I am sure that given time, I will learn. This means actually speaking the language. One vow...learn the language before taking a holiday. I hope it won´t be too long because more than a year of being away from white sand tropical beaches can be a stretch.




Wednesday, June 20, 2007

The Bigger Need

Tomorrow, I start at the hospital. Once again, my nursing training will come to fore and rule my life. A real departure from my "old" life of words and counsel. Well, maybe not. Aaah...there are so many questions going through my head. Fear races to my throat but I quickly swallow it back in slow resolve lest it race out my mouth and shout out to the world that here...here is someone who pretends to live. I am strong, I keep telling myself...hoping against hope that in time my brain believes and sends signals to the tips of my fingers and toes. YES she is strong and she can make it.

Back home, I had a social life. Family, friends, colleagues who believed in what I know. They allowed me to lead them and their families little knowing that I had fears in leading myself. Now, in this new country, I cannot be strong for anyone. I have to be strong for myself and THERE lies the test.

This new life is for forever.

It is for my mother who needs care. Sisters who pursue their dreams. A father who holds family honor above all else and yes, for myself--my dream of growing old by the sea, a roomful of books and Internet access. How simple our dreams. How difficult the path to accomplishment.




Friday, June 15, 2007

In Transit

Everyday I have been blogging in my head. Whether it is about the weather or the tests or the driving, I have been blogging. Still, writing is once more new to me...publishing has ruled my world for a while and the business of putting out a publication has occupied my time. I will keep writing though...just so you know that I am alive.

There is so much public art in Europe. I spent 8 hours in Copenhagen with nothing to eat except Blue Skies crackers (I was too lazy to go hunting for a money changer and too stingy to keep changing money).

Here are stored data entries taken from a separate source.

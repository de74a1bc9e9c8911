/// `seamless checksum` command implementation
use anyhow::{Context, Result};
use seamless::calculate_checksum;

use crate::cli::ChecksumArgs;

pub fn run(args: &ChecksumArgs) -> Result<()> {
    let buffer = std::fs::read(&args.file).with_context(|| format!("Failed to read {}", args.file))?;
    println!("{}", calculate_checksum(&buffer));
    Ok(())
}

The picure on the left shows the lounge where I parked myself in while waiting for my flight to be called. Yoou can see on the wall is a huge installation (is that how it´s called)...had miniature sculptures of figures in different poses. I seem to get the feeling that the figures were of women. Maybe it was the shape of their tummy (looked pregnant or just pregnant) or the graceful way their arms "moved". The whole airport was replete with these public art, although I felt so lost. It´s the first time ever that everywhere I looked anyone brown skinned was not the norm.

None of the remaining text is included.